| PROBLEM |
Give the number of lines in the data that hold the string "reset". Nothing else is needed.

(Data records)

== == ==

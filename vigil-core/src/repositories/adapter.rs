//! Adapters that wrap a [`RepositoryProvider`] and implement the individual
//! repository traits by delegation. They let the engine, which owns each
//! repository by `Arc`, run against a single shared provider.

use async_trait::async_trait;
use chrono::{DateTime, Utc};
use std::sync::Arc;

use crate::{
    attempt::{LoginAttempt, NewLoginAttempt, RiskSignals},
    blacklist::BlacklistEntry,
    lock::UserLockState,
    repositories::{
        CredentialRepository, IpBlacklistRepository, LoginAttemptRepository, RepositoryProvider,
        UserLockRepository,
    },
    Error,
};

pub struct AttemptRepositoryAdapter<R: RepositoryProvider> {
    provider: Arc<R>,
}

impl<R: RepositoryProvider> AttemptRepositoryAdapter<R> {
    pub fn new(provider: Arc<R>) -> Self {
        Self { provider }
    }
}

#[async_trait]
impl<R: RepositoryProvider> LoginAttemptRepository for AttemptRepositoryAdapter<R> {
    async fn record(&self, attempt: NewLoginAttempt) -> Result<LoginAttempt, Error> {
        self.provider.attempts().record(attempt).await
    }

    async fn recent_by_ip(
        &self,
        ip_address: &str,
        since: DateTime<Utc>,
    ) -> Result<Vec<LoginAttempt>, Error> {
        self.provider.attempts().recent_by_ip(ip_address, since).await
    }

    async fn recent_by_user(
        &self,
        user_id: &str,
        since: DateTime<Utc>,
    ) -> Result<Vec<LoginAttempt>, Error> {
        self.provider.attempts().recent_by_user(user_id, since).await
    }

    async fn recent_failed_by_ip(
        &self,
        ip_address: &str,
        since: DateTime<Utc>,
    ) -> Result<Vec<LoginAttempt>, Error> {
        self.provider
            .attempts()
            .recent_failed_by_ip(ip_address, since)
            .await
    }

    async fn risk_signals(
        &self,
        ip_address: &str,
        device_fingerprint: &str,
        since: DateTime<Utc>,
    ) -> Result<RiskSignals, Error> {
        self.provider
            .attempts()
            .risk_signals(ip_address, device_fingerprint, since)
            .await
    }

    async fn cleanup_before(&self, before: DateTime<Utc>) -> Result<u64, Error> {
        self.provider.attempts().cleanup_before(before).await
    }
}

pub struct BlacklistRepositoryAdapter<R: RepositoryProvider> {
    provider: Arc<R>,
}

impl<R: RepositoryProvider> BlacklistRepositoryAdapter<R> {
    pub fn new(provider: Arc<R>) -> Self {
        Self { provider }
    }
}

#[async_trait]
impl<R: RepositoryProvider> IpBlacklistRepository for BlacklistRepositoryAdapter<R> {
    async fn upsert(
        &self,
        ip_address: &str,
        reason: &str,
        expires_at: Option<DateTime<Utc>>,
    ) -> Result<BlacklistEntry, Error> {
        self.provider
            .blacklist()
            .upsert(ip_address, reason, expires_at)
            .await
    }

    async fn find_active(&self, ip_address: &str) -> Result<Option<BlacklistEntry>, Error> {
        self.provider.blacklist().find_active(ip_address).await
    }

    async fn list_active(&self) -> Result<Vec<BlacklistEntry>, Error> {
        self.provider.blacklist().list_active().await
    }

    async fn remove(&self, ip_address: &str) -> Result<(), Error> {
        self.provider.blacklist().remove(ip_address).await
    }

    async fn sweep_expired(&self) -> Result<u64, Error> {
        self.provider.blacklist().sweep_expired().await
    }
}

pub struct UserLockRepositoryAdapter<R: RepositoryProvider> {
    provider: Arc<R>,
}

impl<R: RepositoryProvider> UserLockRepositoryAdapter<R> {
    pub fn new(provider: Arc<R>) -> Self {
        Self { provider }
    }
}

#[async_trait]
impl<R: RepositoryProvider> UserLockRepository for UserLockRepositoryAdapter<R> {
    async fn get(&self, user_id: &str) -> Result<Option<UserLockState>, Error> {
        self.provider.user_lock().get(user_id).await
    }

    async fn increment_failed_attempts(
        &self,
        user_id: &str,
        at: DateTime<Utc>,
    ) -> Result<Option<u32>, Error> {
        self.provider
            .user_lock()
            .increment_failed_attempts(user_id, at)
            .await
    }

    async fn lock(&self, user_id: &str, until: DateTime<Utc>) -> Result<(), Error> {
        self.provider.user_lock().lock(user_id, until).await
    }

    async fn reset(&self, user_id: &str) -> Result<(), Error> {
        self.provider.user_lock().reset(user_id).await
    }
}

pub struct CredentialRepositoryAdapter<R: RepositoryProvider> {
    provider: Arc<R>,
}

impl<R: RepositoryProvider> CredentialRepositoryAdapter<R> {
    pub fn new(provider: Arc<R>) -> Self {
        Self { provider }
    }
}

#[async_trait]
impl<R: RepositoryProvider> CredentialRepository for CredentialRepositoryAdapter<R> {
    async fn create_user(&self, user_id: &str, password_hash: &str) -> Result<(), Error> {
        self.provider
            .credentials()
            .create_user(user_id, password_hash)
            .await
    }

    async fn password_hash(&self, user_id: &str) -> Result<Option<String>, Error> {
        self.provider.credentials().password_hash(user_id).await
    }
}
use std::time::Duration;

use autoz_traits::{BoxError, SampleSource};
use embedded_hal::delay::DelayNs;
use embedded_hal::digital::{InputPin, OutputPin};
use tracing::{debug, trace};

use crate::error::{HwError, Result};
use crate::util::{sign_extend_24, wait_until_low_with_timeout};

/// Bits per conversion.
const DATA_BITS: u8 = 24;
/// Extra pulses after the data bits: 1 selects channel A, gain 128.
const GAIN_PULSES: u8 = 1;
/// Clock half-period.
const HALF_PERIOD_US: u32 = 1;
/// Poll interval while waiting for data-ready.
const READY_POLL_US: u32 = 100;

fn gpio<E: core::fmt::Debug>(e: E) -> HwError {
    HwError::Gpio(format!("{e:?}"))
}

/// Bit-banged HX711 over generic `embedded-hal` pins.
pub struct Hx711<SCK, DT, D> {
    sck: SCK,
    dt: DT,
    delay: D,
    ready_timeout: Duration,
}

impl<SCK, DT, D> Hx711<SCK, DT, D>
where
    SCK: OutputPin,
    DT: InputPin,
    D: DelayNs,
{
    /// Takes ownership of already-configured pins. The clock line is driven
    /// low, which also wakes the chip from power-down.
    pub fn new(mut sck: SCK, dt: DT, delay: D, ready_timeout: Duration) -> Result<Self> {
        sck.set_low().map_err(gpio)?;
        Ok(Self {
            sck,
            dt,
            delay,
            ready_timeout,
        })
    }

    pub fn ready_timeout(&self) -> Duration {
        self.ready_timeout
    }

    /// One conversion. A data-ready timeout is not an error: the transfer
    /// runs anyway and returns whatever the chip shifts out.
    pub fn read_raw(&mut self, ready_timeout: Duration) -> Result<i32> {
        let Self { sck, dt, delay, .. } = self;
        match wait_until_low_with_timeout(
            || dt.is_high().map_err(gpio),
            ready_timeout,
            || delay.delay_us(READY_POLL_US),
        ) {
            Ok(()) => {}
            Err(HwError::DataReadyTimeout) => {
                debug!(
                    timeout_ms = ready_timeout.as_millis() as u64,
                    "hx711 not ready, reading anyway"
                );
            }
            Err(e) => return Err(e),
        }

        let raw = critical_section::with(|_cs| transfer(sck, dt, delay))?;
        let value = sign_extend_24(raw);
        trace!(raw = value, "hx711 raw read");
        Ok(value)
    }

    /// Release the pins and delay provider.
    pub fn into_parts(self) -> (SCK, DT, D) {
        (self.sck, self.dt, self.delay)
    }
}

fn transfer<SCK, DT, D>(sck: &mut SCK, dt: &mut DT, delay: &mut D) -> Result<u32>
where
    SCK: OutputPin,
    DT: InputPin,
    D: DelayNs,
{
    let mut raw: u32 = 0;
    for _ in 0..DATA_BITS {
        sck.set_high().map_err(gpio)?;
        delay.delay_us(HALF_PERIOD_US);
        raw <<= 1;
        sck.set_low().map_err(gpio)?;
        delay.delay_us(HALF_PERIOD_US);
        if dt.is_high().map_err(gpio)? {
            raw |= 1;
        }
    }
    for _ in 0..GAIN_PULSES {
        sck.set_high().map_err(gpio)?;
        delay.delay_us(HALF_PERIOD_US);
        sck.set_low().map_err(gpio)?;
        delay.delay_us(HALF_PERIOD_US);
    }
    Ok(raw)
}

impl<SCK, DT, D> SampleSource for Hx711<SCK, DT, D>
where
    SCK: OutputPin,
    DT: InputPin,
    D: DelayNs,
{
    fn read(&mut self, timeout: Duration) -> std::result::Result<i32, BoxError> {
        let t = if timeout.is_zero() {
            self.ready_timeout
        } else {
            timeout
        };
        self.read_raw(t).map_err(|e| Box::new(e) as BoxError)
    }
}

#[cfg(all(feature = "hardware", target_os = "linux"))]
pub mod rpi {
    //! Raspberry Pi wiring via `rppal`.
    use std::time::Duration;

    use rppal::gpio::{Gpio, InputPin, OutputPin};
    use rppal::hal::Delay;

    use super::Hx711;
    use crate::error::Result;
    use crate::pins::PinRegistry;

    pub type RpiHx711 = Hx711<OutputPin, InputPin, Delay>;

    /// Configure SCK as output (low) and DT as pulled-up input, then open the
    /// driver. Fails with `PinInUse`, touching no line, when either pin is
    /// already recorded in `registry`.
    pub fn open(
        registry: &mut PinRegistry,
        sck_pin: u8,
        dt_pin: u8,
        ready_timeout: Duration,
    ) -> Result<RpiHx711> {
        registry.ensure_free(&[sck_pin, dt_pin])?;
        let gpio = Gpio::new()?;
        let sck = gpio.get(sck_pin)?.into_output_low();
        let dt = gpio.get(dt_pin)?.into_input_pullup();
        registry.claim(sck_pin);
        registry.claim(dt_pin);
        Hx711::new(sck, dt, Delay::new(), ready_timeout)
    }
}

== == ==

| SOLUTION |
2